Dinn, who works with a variety of builders and developers, said he doesn’t know if developers are weathering the increases.

“No one’s comfortable,” Dinn said. “They’re not afraid to shelve a project if they don’t see some room to the goal line.”

Anderson said his company is still moving forward, including finishing up designs for planned projects. But it may hold off on pulling the trigger on construction until materials prices come down.

The one market segment that the panelists said took a hit early in the pandemic was urban core apartments. Eby Burke said Uptown’s 4th & Plum Apartments suffered an occupancy decline right when the pandemic hit. The typical renter for those class B apartments is someone fresh out of college, starting their first job, who wants to be close to work and in the city.

“When those jobs didn’t materialize and there’s no vibrancy, there’s really no compelling reason to be there,” Eby Burke said.

“Vibrancy” has become a driving force for demand. Anderson said having a mix of retail tenants that people can use every day – think restaurants, gyms or even bike shops – helps make a mixed-use development successful.

“It’s a huge driver for creating demand for multifamily,” Anderson said.

For PLK, which will have a mixed-use component at Factory 52, Lingenfelter said it will use the retail component to help residents make a deeper connection to where they live.

“When we take on a new development, it’s entirely about building a community,” Lingenfelter said.

There will only be one larger retail space at Factory 52 for a restaurant, with the rest of the spaces between 800 and 1,600 square feet. The Factory 52 food hall will have space for 18 smaller restaurant startup-type tenants.

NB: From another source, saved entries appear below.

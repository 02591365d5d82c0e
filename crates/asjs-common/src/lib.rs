//! Common types shared across the asjs cross-compiler back-end.

pub mod problems;

pub use problems::{Problem, ProblemSeverity, ProblemSink, SourceLocation};
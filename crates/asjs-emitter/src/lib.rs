//! JavaScript emission for the asjs cross-compiler.
//!
//! The emitter walks a fully-resolved AST (see `asjs-ast`) and produces
//! prototype-based JavaScript. It performs no I/O: text accumulates in the
//! [`EmitContext`]'s sink and the driver decides how it is materialized.

pub mod context;
pub mod emitter;

pub use context::EmitContext;
pub use emitter::{JsEmitter, RUNTIME_NAMESPACE};
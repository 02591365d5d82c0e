//! Declaration emission: classes, interfaces, fields, methods, accessors,
//! namespaces and documentation blocks.
//!
//! Classes lower to the constructor-function idiom: the constructor is
//! assigned to the type's qualified name, methods hang off `.prototype`, and
//! accessors install through `Object.defineProperty` descriptors. The
//! source's implicit superclass construction has no target equivalent, so a
//! call into the superclass constructor is synthesized at the top of every
//! generated constructor.

use asjs_ast::{
    AccessorKind, ClassNode, FieldNode, FunctionNode, InterfaceNode, MemberNode, MetaTag,
    NamespaceNode, Node, ParameterNode,
};
use rustc_hash::FxHashSet;

use super::{JsEmitter, RUNTIME_NAMESPACE};

impl<'a> JsEmitter<'a> {
    // =========================================================================
    // Types
    // =========================================================================

    pub fn emit_class(&mut self, class: &ClassNode) {
        self.emit_documentation(class.doc_comment.as_deref(), &class.meta_tags);
        self.emit_constructor(class);
        self.ctx.write(";");
        self.ctx.write_line();

        if let Some(superclass) = self.superclass_qname() {
            self.ctx.write_line();
            self.ctx.write(&format!(
                "{RUNTIME_NAMESPACE}.inherit({}, {superclass});",
                self.type_qname()
            ));
            self.ctx.write_line();
        }

        // Accessor pairs fold into one descriptor, emitted where the first
        // half of the pair appears in declaration order.
        let mut emitted_accessors: FxHashSet<(String, bool)> = FxHashSet::default();

        for member in &class.members {
            match member {
                MemberNode::Field(field) => {
                    // Instance fields were folded into the constructor body.
                    if field.is_static() {
                        self.ctx.write_line();
                        self.emit_field(field);
                        self.ctx.write(";");
                        self.ctx.write_line();
                    }
                }
                MemberNode::Method(method) => {
                    if method.name == class.name && method.accessor.is_none() {
                        continue; // the constructor, already emitted
                    }
                    if method.accessor.is_some() {
                        let key = (method.name.clone(), method.is_static());
                        if !emitted_accessors.insert(key) {
                            continue;
                        }
                        let (getter, setter) =
                            find_accessor_pair(class, &method.name, method.is_static());
                        self.ctx.write_line();
                        self.emit_accessor_pair(&method.name, method.is_static(), getter, setter);
                        self.ctx.write(";");
                        self.ctx.write_line();
                    } else {
                        self.ctx.write_line();
                        self.emit_method(method);
                        self.ctx.write(";");
                        self.ctx.write_line();
                    }
                }
                MemberNode::Namespace(namespace) => {
                    self.ctx.write_line();
                    self.emit_namespace(namespace);
                    self.ctx.write(";");
                    self.ctx.write_line();
                }
            }
        }
    }

    /// Interfaces keep only their name at runtime: an empty constructor
    /// function other types can be checked against.
    pub fn emit_interface(&mut self, interface: &InterfaceNode) {
        self.emit_documentation(interface.doc_comment.as_deref(), &interface.meta_tags);
        self.ctx.write(&format!("{} = function() {{", self.type_qname()));
        self.ctx.write_line();
        self.ctx.write("};");
        self.ctx.write_line();
    }

    // =========================================================================
    // Constructor
    // =========================================================================

    /// Emit the generated constructor: instance-field initializers first so
    /// each instance gets its own properties, then the superclass
    /// constructor call (synthesized when the source body has none), then
    /// the explicit constructor body.
    fn emit_constructor(&mut self, class: &ClassNode) {
        let explicit = class.constructor();
        let parameters = explicit.map(|ctor| ctor.parameters.as_slice()).unwrap_or(&[]);
        let body = explicit.map(|ctor| ctor.body.as_slice()).unwrap_or(&[]);

        if let Some(ctor) = explicit {
            self.emit_method_documentation(ctor);
        }
        self.ctx.write(&format!("{} = function(", self.type_qname()));
        self.emit_parameters(parameters);
        self.ctx.write(") {");
        self.ctx.write_line();
        self.ctx.increase_indent();

        self.emit_function_block_header(parameters);

        for member in &class.members {
            if let MemberNode::Field(field) = member
                && !field.is_static()
            {
                self.emit_field_documentation(field);
                self.ctx.write(&format!("this.{} = ", field.name));
                self.emit_field_initializer(field);
                self.ctx.write(";");
                self.ctx.write_line();
            }
        }

        if class.superclass.is_some() && !has_explicit_super_call(body) {
            self.emit_super_constructor_call(&[]);
            self.ctx.write(";");
            self.ctx.write_line();
        }

        for statement in body {
            self.emit_statement(statement);
        }

        self.ctx.decrease_indent();
        self.ctx.write("}");
    }

    // =========================================================================
    // Members
    // =========================================================================

    /// A static field becomes a property assignment on the constructor
    /// function itself.
    pub fn emit_field(&mut self, field: &FieldNode) {
        self.emit_field_documentation(field);
        self.ctx
            .write(&format!("{}.{} = ", self.type_qname(), field.name));
        self.emit_field_initializer(field);
    }

    pub fn emit_field_documentation(&mut self, field: &FieldNode) {
        self.emit_documentation(field.doc_comment.as_deref(), &field.meta_tags);
    }

    fn emit_field_initializer(&mut self, field: &FieldNode) {
        match &field.initializer {
            Some(init) => self.emit(init),
            None => self.ctx.write(default_value_for_type(&field.type_name)),
        }
    }

    pub fn emit_method(&mut self, method: &FunctionNode) {
        self.emit_method_documentation(method);
        let qname = self.type_qname();
        if method.is_static() {
            self.ctx.write(&format!("{qname}.{} = function(", method.name));
        } else {
            self.ctx
                .write(&format!("{qname}.prototype.{} = function(", method.name));
        }
        self.emit_parameters(&method.parameters);
        self.ctx.write(") ");
        self.emit_method_scope(method);
    }

    pub fn emit_method_documentation(&mut self, method: &FunctionNode) {
        self.emit_documentation(method.doc_comment.as_deref(), &method.meta_tags);
    }

    /// Emit a method scope with braces: the function block header, then the
    /// body statements.
    pub fn emit_method_scope(&mut self, method: &FunctionNode) {
        self.ctx.write("{");
        self.ctx.write_line();
        self.ctx.increase_indent();
        self.emit_function_block_header(&method.parameters);
        for statement in &method.body {
            self.emit_statement(statement);
        }
        self.ctx.decrease_indent();
        self.ctx.write("}");
    }

    /// Getters/setters have no syntactic form on the target; a pair for one
    /// property emits as a single combined property descriptor installed on
    /// the prototype (or the constructor, for statics).
    pub fn emit_accessor_pair(
        &mut self,
        name: &str,
        is_static: bool,
        getter: Option<&FunctionNode>,
        setter: Option<&FunctionNode>,
    ) {
        if let Some(getter) = getter {
            self.emit_get_accessor_documentation(getter);
        }
        if let Some(setter) = setter {
            self.emit_set_accessor_documentation(setter);
        }

        let qname = self.type_qname();
        let target = if is_static {
            qname
        } else {
            format!("{qname}.prototype")
        };
        self.ctx
            .write(&format!("Object.defineProperty({target}, \"{name}\", {{"));
        self.ctx.write_line();
        self.ctx.increase_indent();

        if let Some(getter) = getter {
            self.ctx.write("get: function() ");
            self.emit_method_scope(getter);
            if setter.is_some() {
                self.ctx.write(",");
            }
            self.ctx.write_line();
        }
        if let Some(setter) = setter {
            self.ctx.write("set: function(");
            self.emit_parameters(&setter.parameters);
            self.ctx.write(") ");
            self.emit_method_scope(setter);
            self.ctx.write_line();
        }

        self.ctx.decrease_indent();
        self.ctx.write("})");
    }

    pub fn emit_get_accessor_documentation(&mut self, getter: &FunctionNode) {
        self.emit_documentation(getter.doc_comment.as_deref(), &getter.meta_tags);
    }

    pub fn emit_set_accessor_documentation(&mut self, setter: &FunctionNode) {
        self.emit_documentation(setter.doc_comment.as_deref(), &setter.meta_tags);
    }

    /// Namespaces are structural values on the target: the declaration
    /// becomes a string property holding the namespace URI (defaulting to
    /// the qualified member name).
    pub fn emit_namespace(&mut self, namespace: &NamespaceNode) {
        let qname = self.type_qname();
        let uri = match &namespace.uri {
            Some(uri) => uri.clone(),
            None => format!("{qname}.{}", namespace.name),
        };
        self.ctx
            .write(&format!("{qname}.{} = \"{uri}\"", namespace.name));
    }

    // =========================================================================
    // Parameters
    // =========================================================================

    /// Emit a parameter list. Rest parameters are dropped here; they are
    /// materialized from `arguments` in the function block header.
    pub fn emit_parameters(&mut self, parameters: &[ParameterNode]) {
        let mut first = true;
        for parameter in parameters {
            if parameter.rest {
                continue;
            }
            if !first {
                self.ctx.write(", ");
            }
            first = false;
            self.emit_parameter(parameter);
        }
    }

    pub fn emit_parameter(&mut self, parameter: &ParameterNode) {
        self.ctx.write(&parameter.name);
    }

    /// Emit the header lines of a function block: default-value guards and
    /// the rest-parameter slice. Default values are captured through
    /// stringify sub-emission so they can be embedded in the guard line.
    pub fn emit_function_block_header(&mut self, parameters: &[ParameterNode]) {
        for (index, parameter) in parameters.iter().enumerate() {
            if parameter.rest {
                self.ctx.write(&format!(
                    "var {} = Array.prototype.slice.call(arguments, {index});",
                    parameter.name
                ));
                self.ctx.write_line();
                continue;
            }
            if let Some(default) = &parameter.default_value {
                let default_text = self.stringify(default);
                self.ctx
                    .write(&format!("if (arguments.length < {}) {{", index + 1));
                self.ctx.write_line();
                self.ctx.increase_indent();
                self.ctx
                    .write(&format!("{} = {default_text};", parameter.name));
                self.ctx.write_line();
                self.ctx.decrease_indent();
                self.ctx.write("}");
                self.ctx.write_line();
            }
        }
    }

    // =========================================================================
    // Documentation
    // =========================================================================

    /// Emit a documentation block when the declaration carries a doc comment
    /// or metadata tags; metadata renders inside the block.
    pub fn emit_documentation(&mut self, doc: Option<&str>, tags: &[MetaTag]) {
        if doc.is_none() && tags.is_empty() {
            return;
        }
        self.ctx.write("/**");
        self.ctx.write_line();
        if let Some(doc) = doc {
            for line in doc.lines() {
                self.ctx.write(&format!(" * {line}"));
                self.ctx.write_line();
            }
        }
        for tag in tags {
            self.ctx.write(" * ");
            self.emit_meta_tag(tag);
            self.ctx.write_line();
        }
        self.ctx.write(" */");
        self.ctx.write_line();
    }

    pub fn emit_meta_tag(&mut self, tag: &MetaTag) {
        self.ctx.write(&format!("[{}", tag.name));
        if !tag.attributes.is_empty() {
            self.ctx.write("(");
            let mut first = true;
            for (key, value) in &tag.attributes {
                if !first {
                    self.ctx.write(", ");
                }
                first = false;
                self.ctx.write(&format!("{key}=\"{value}\""));
            }
            self.ctx.write(")");
        }
        self.ctx.write("]");
    }
}

/// Default initializer text by declared type, mirroring the source
/// language's default-value rules.
fn default_value_for_type(type_name: &str) -> &'static str {
    match type_name {
        "int" | "uint" | "Number" => "0",
        "Boolean" => "false",
        _ => "null",
    }
}

fn has_explicit_super_call(body: &[Node]) -> bool {
    body.iter().any(|statement| {
        matches!(
            statement,
            Node::FunctionCall {
                target,
                is_new: false,
                ..
            } if matches!(**target, Node::LanguageIdentifier(asjs_ast::LanguageId::Super))
        )
    })
}

/// Locate both halves of an accessor pair for `name`.
fn find_accessor_pair<'c>(
    class: &'c ClassNode,
    name: &str,
    is_static: bool,
) -> (Option<&'c FunctionNode>, Option<&'c FunctionNode>) {
    let mut getter = None;
    let mut setter = None;
    for member in &class.members {
        if let MemberNode::Method(method) = member
            && method.name == name
            && method.is_static() == is_static
        {
            match method.accessor {
                Some(AccessorKind::Getter) if getter.is_none() => getter = Some(method),
                Some(AccessorKind::Setter) if setter.is_none() => setter = Some(method),
                _ => {}
            }
        }
    }
    (getter, setter)
}
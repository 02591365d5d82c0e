//! End-to-end generation tests: policy selection, visibility filtering,
//! artifact layout, and failure handling.

use std::path::{Path, PathBuf};
use std::sync::Mutex;

use anyhow::{Result, anyhow};
use tempfile::TempDir;

use asjs_ast::{ClassNode, CompilationUnit, TypeNode};
use asjs_common::{ProblemSeverity, ProblemSink};
use asjs_driver::{
    ArtifactWriter, FileSystemWriter, OutputPolicy, TargetSettings, UnitAssembler,
};

fn unit(qualified_name: &str) -> CompilationUnit {
    let local = qualified_name.rsplit('.').next().unwrap();
    CompilationUnit::new(qualified_name, TypeNode::Class(ClassNode::new(local)))
}

fn expected_text(package: &str, qualified_name: &str) -> String {
    format!("as3.provide(\"{package}\");\n\n{qualified_name} = function() {{\n}};\n")
}

/// Records every write without touching the filesystem.
#[derive(Default)]
struct RecordingWriter {
    writes: Mutex<Vec<(PathBuf, String)>>,
}

impl RecordingWriter {
    fn writes(&self) -> Vec<(PathBuf, String)> {
        self.writes.lock().unwrap().clone()
    }
}

impl ArtifactWriter for RecordingWriter {
    fn write_artifact(&self, path: &Path, contents: &str) -> Result<()> {
        self.writes
            .lock()
            .unwrap()
            .push((path.to_path_buf(), contents.to_string()));
        Ok(())
    }
}

/// Fails every write, recording which paths were attempted.
#[derive(Default)]
struct FailingWriter {
    attempts: Mutex<Vec<PathBuf>>,
}

impl ArtifactWriter for FailingWriter {
    fn write_artifact(&self, path: &Path, _contents: &str) -> Result<()> {
        self.attempts.lock().unwrap().push(path.to_path_buf());
        Err(anyhow!("disk full"))
    }
}

#[test]
fn per_class_files_writes_one_artifact_per_unit() {
    let dir = TempDir::new().unwrap();
    let settings = TargetSettings::new(OutputPolicy::ClassesAsFiles, dir.path().join("out"));
    let problems = ProblemSink::new();
    let units = vec![unit("a.Foo"), unit("b.Bar")];

    let written = UnitAssembler::new(&settings, &problems)
        .generate(&units, &FileSystemWriter)
        .unwrap();

    assert_eq!(
        written,
        vec![
            dir.path().join("out/a/Foo.js"),
            dir.path().join("out/b/Bar.js"),
        ]
    );
    assert_eq!(
        std::fs::read_to_string(&written[0]).unwrap(),
        expected_text("a", "a.Foo")
    );
    assert_eq!(
        std::fs::read_to_string(&written[1]).unwrap(),
        expected_text("b", "b.Bar")
    );
    assert!(problems.is_empty());
}

#[test]
fn excluded_namespaces_never_materialize() {
    let settings = TargetSettings::new(OutputPolicy::ClassesAsFiles, "out");
    let problems = ProblemSink::new();
    let units = vec![
        unit("as3.Runtime"),
        unit("guice.Injector"),
        unit("app.Main"),
    ];
    let writer = RecordingWriter::default();

    let written = UnitAssembler::new(&settings, &problems)
        .generate(&units, &writer)
        .unwrap();

    assert_eq!(written, vec![PathBuf::from("out/app/Main.js")]);
    let writes = writer.writes();
    assert_eq!(writes.len(), 1);
    assert_eq!(writes[0].0, PathBuf::from("out/app/Main.js"));
}

#[test]
fn bundle_concatenates_units_in_input_order() {
    let settings =
        TargetSettings::new(OutputPolicy::SingleBundle, "out").with_app_name("App");
    let problems = ProblemSink::new();
    let units = vec![unit("a.Foo"), unit("b.Bar")];
    let writer = RecordingWriter::default();

    let written = UnitAssembler::new(&settings, &problems)
        .generate(&units, &writer)
        .unwrap();

    assert_eq!(written, vec![PathBuf::from("out/App.js")]);
    let writes = writer.writes();
    assert_eq!(writes.len(), 1);
    assert_eq!(
        writes[0].1,
        format!(
            "{}{}",
            expected_text("a", "a.Foo"),
            expected_text("b", "b.Bar")
        )
    );
}

#[test]
fn bundle_without_app_name_records_an_error_and_writes_nothing() {
    let settings = TargetSettings::new(OutputPolicy::SingleBundle, "out");
    let problems = ProblemSink::new();
    let writer = RecordingWriter::default();

    let written = UnitAssembler::new(&settings, &problems)
        .generate(&[unit("a.Foo")], &writer)
        .unwrap();

    assert!(written.is_empty());
    assert!(writer.writes().is_empty());
    let recorded = problems.collect();
    assert_eq!(recorded.len(), 1);
    assert_eq!(recorded[0].severity, ProblemSeverity::Error);
}

#[test]
fn class_file_failure_aborts_the_remaining_queue() {
    let settings = TargetSettings::new(OutputPolicy::ClassesAsFiles, "out");
    let problems = ProblemSink::new();
    let units = vec![unit("a.Foo"), unit("b.Bar")];
    let writer = FailingWriter::default();

    let result = UnitAssembler::new(&settings, &problems).generate(&units, &writer);

    assert!(result.is_err());
    let attempts = writer.attempts.lock().unwrap();
    assert_eq!(*attempts, vec![PathBuf::from("out/a/Foo.js")]);
}

#[test]
fn custom_extension_flows_into_artifact_paths() {
    let mut settings =
        TargetSettings::new(OutputPolicy::SingleBundle, "out").with_app_name("App");
    settings.extension = "mjs".into();
    let problems = ProblemSink::new();
    let writer = RecordingWriter::default();

    let written = UnitAssembler::new(&settings, &problems)
        .generate(&[unit("a.Foo")], &writer)
        .unwrap();

    assert_eq!(written, vec![PathBuf::from("out/App.mjs")]);
}

#[test]
fn bundle_output_is_deterministic() {
    let settings =
        TargetSettings::new(OutputPolicy::SingleBundle, "out").with_app_name("App");
    let units = vec![unit("a.Foo"), unit("b.Bar"), unit("c.Baz")];

    let run = || {
        let problems = ProblemSink::new();
        let writer = RecordingWriter::default();
        UnitAssembler::new(&settings, &problems)
            .generate(&units, &writer)
            .unwrap();
        writer.writes().remove(0).1
    };

    assert_eq!(run(), run());
}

“What we want to do is create this city that’s all within a short distance,” Lingenfelter said.

And PLK isn’t looking to the retail component, which also is expected to include a brewery, to be the moneymaker for the project.

“Will the retail blow the doors off the returns? Nope, it might lose money. But the way you make the money up is you actually get a premium in your rents for creating that community type feel,” Lingenfelter said.

The panelists agreed that even brighter days are ahead.

“(The pandemic) showed how important our home is, what we should be able to do from home,” Dinn said.

Uptown, PLK and Jeffrey R. Anderson all said they plan to continue moving forward with their developments. Anderson said there is still a lot of capital out there for companies and developers that made it through the pandemic.

“We’ve been lucky,” Anderson said. “The survivors are going to continue to win, especially when you get to retail and other product types.”

Eby Burke said Uptown is a long-term holder and community builder, so the temporary changes of the pandemic were just part of the cycle. Being able to adapt has been crucial, she said.

“We are very bullish on Cincinnati,” Eby Burke said. “We own a lot of property here that we’re going to continue to activate.”

For Lingenfelter, it goes back to strong fundamentals, having a strong team in place and the most important attribute in real estate, location.

“Having good projects in the right locations, and not overextending yourself, will always drive your company forward,” he said.